Semolina Bread | Rava Bread | Sooji Bread

These home bound times have really improved my baking skills and I am sure all of yours too who love baking. For me, baking is therapy. The magic of flour converting into dough, rising beautifully and then baking into a tall loaf of bread is simply amazing. I love seeing beauty in the smallest of things and my bakes are one among those small pleasures which gives me happiness.

Though my usual bread is this Wheat bread, I happened to remember this semolina bread which I had tried long back but had not come out right. So I made changes till I got the perfect loaf. Now I am confident that I can bake this bread as well as I make my Wheat bread or Wheat Pav.

Semolina bread is a bread with crispy texture but still soft. It is so filling that two slices will make you feel full. Hope you all try and love it. Happy and healthy cooking!



3 1/4 Cups Wheat Semolina or Rava or Sooji (fine variety works best) (3 cups + 1/4 Cup)

1 1/2 cups Water

2 Tbsp Coconut oil

2 Tbsp Ghee

1 Tbsp Sugar

1 tsp Instant yeast

1 1/2 tsp Salt

{Little oil to grease the loaf pan, little milk to milk wash the dough and butter/ oil to apply on the surface of the bread}

Step by step recipe:

1. Grind the semolina in a mixer to a fine powder.

Note: Just pulse four to five times and that will be sufficient to powder it. No need to grind a lot.

2. Now take the powdered semolina in a large mixing bowl. Add ghee, coconut oil, yeast, sugar and salt.

3. Add water and mix well using spatula removing any lumps if formed.

4. Now start kneading using hands from 6 to 8 mins till it turns into a smooth dough as shown. This is a very important step as kneading gives a very good texture to the bread.

See how soft the dough has turned due to kneading

5. Allow it to rest in a warm place for 11/2 hours to 2 hours till the dough has doubled. It may take more time in cold temperatures.

6. Now grease a loaf pan well with oil and keep aside. Remove this dough and knead once. Place this inside the greased loaf pan and smoothen the surface.

7. Now keep this to rise in a warm place for 45 mins to 1 hour till the dough has risen above the surface of the pan as shown.

Rose almost double again

8. Now preheat the oven at 180 C for 10 mins. Bake the bread at 180 C for 30 to 40 mins till the surface turns golden brown in colour.

Note: At 30 mins into baking time, remove the bread from the oven, apply little milk over the surface of the bread and keep for 5 to 10 mins till the surface turns golden in colour. Milk wash helps get the colour.

9. As soon as the bread bakes, apply butter over the surface. Allow the bread to cool completely before you remove from the pan. Invert, slice and serve.


* For those who have doubts regarding the semolina, it’s the normal rava that you use to make upma which is made of wheat. Do grind it to get the perfect texture for the bread.

* I add a combination of coconut oil and ghee because we like the flavour. You can add any oil that you like but the bread will have the flavour of that oil.

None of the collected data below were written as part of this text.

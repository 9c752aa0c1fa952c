//! Public kennel-site page handler
//!
//! The target of the middleware's path rewrite. Reads the tenant the
//! middleware attached, loads the page data, maps it, renders it. Every
//! terminal failure renders the same generic not-found page; no query
//! errors, stack traces or tenant ids ever reach the response body.

use axum::{
    extract::{Request, State},
    http::StatusCode,
    response::{Html, IntoResponse, Response},
};
use petpals_ingress::{TenantExt, tenant_from_headers};

use crate::{SiteState, fetch, mapper, render};

pub async fn render_kennel_site(State(state): State<SiteState>, req: Request) -> Response {
    let tenant = req
        .extensions()
        .get::<TenantExt>()
        .map(|ext| ext.0.clone())
        .or_else(|| tenant_from_headers(req.headers()));

    let Some(tenant) = tenant.filter(|tenant| tenant.is_tenant()) else {
        return not_found();
    };

    let page = match fetch::load_site_page(
        &*state.site_store,
        &*state.kennel_store,
        &tenant,
        state.read_timeout,
    )
    .await
    {
        Ok(Some(page)) => page,
        Ok(None) => return not_found(),
        Err(err) => {
            tracing::error!(tenant = %tenant, error = %err, "site lookup failed");
            return not_found();
        }
    };

    let props = mapper::map_site(&page.site, &page.dogs, &page.stud_dogs, &page.litters);
    match render::render_site(&props) {
        Ok(html) => Html(html).into_response(),
        Err(err) => {
            tracing::error!(template = %props.kind(), error = %err, "template render failed");
            not_found()
        }
    }
}

/// The single not-found response used for every terminal outcome, so a
/// missing site and an unpublished one are indistinguishable.
pub fn not_found() -> Response {
    (StatusCode::NOT_FOUND, Html(render::render_not_found())).into_response()
}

* Do knead well for atleast 5 mins for perfect bread.

* Both the rise times are very important. If you are in a hurry, then don’t try this. It needs proper rise times to get perfect texture of the bread.

* This bread is slightly crispy due to semolina but still soft.

* Do remember to:

grease the loaf pan well with oil before placing the dough.

milk wash the bread in the last 5 mins of bake to get the golden colour of the bread.

– apply butter over the surface as soon as the bread is baked so that the surface remains soft.

* I usually bake at night and keep it at room temperature covered overnight for breakfast the next day. It slices well that time.

* Serrated knife works best to slice bread. Use that if you have.

I have tried to note down as much points as possible so that it’s easy for you all to follow but if you still have any doubts, either comment here or message me on my Facebook page Healthy cooking with mitha or on my Instagram handle and I would be happy to help. Happy baking!


17 thoughts on “Semolina Bread | Rava Bread | Sooji Bread”

    1. Yes. You can also Google for semolina bread. Many have tried and got it right although the recipes are different. It’s a very common bread. So don’t worry. Just follow the steps well and you will get a good loaf of bread.


  1. So we need to grind the fine semolina in to powder or can we use normal coarse rava and grind and use in this recipe ?


  2. I must make this bread.Mitha,are you from Mangalore?If yes then I must meet you when you are next in Mangalore. Warm regards to you and your family.


    1. Hello dear, I am from Udupi and my husband is from Manjeshwar. Yes, will definitely meet when I visit India next. Thank you so much. Regards to you and your family too.


  3. Went through your recipe Mitha, with great interest as it seemed a nice n healthy one. However, just need to know if the application of butter at the end matters.


    1. Thank you so much. The butter application is just for the surface to get soft. You can substitute it with oil. Just lightly brush over it.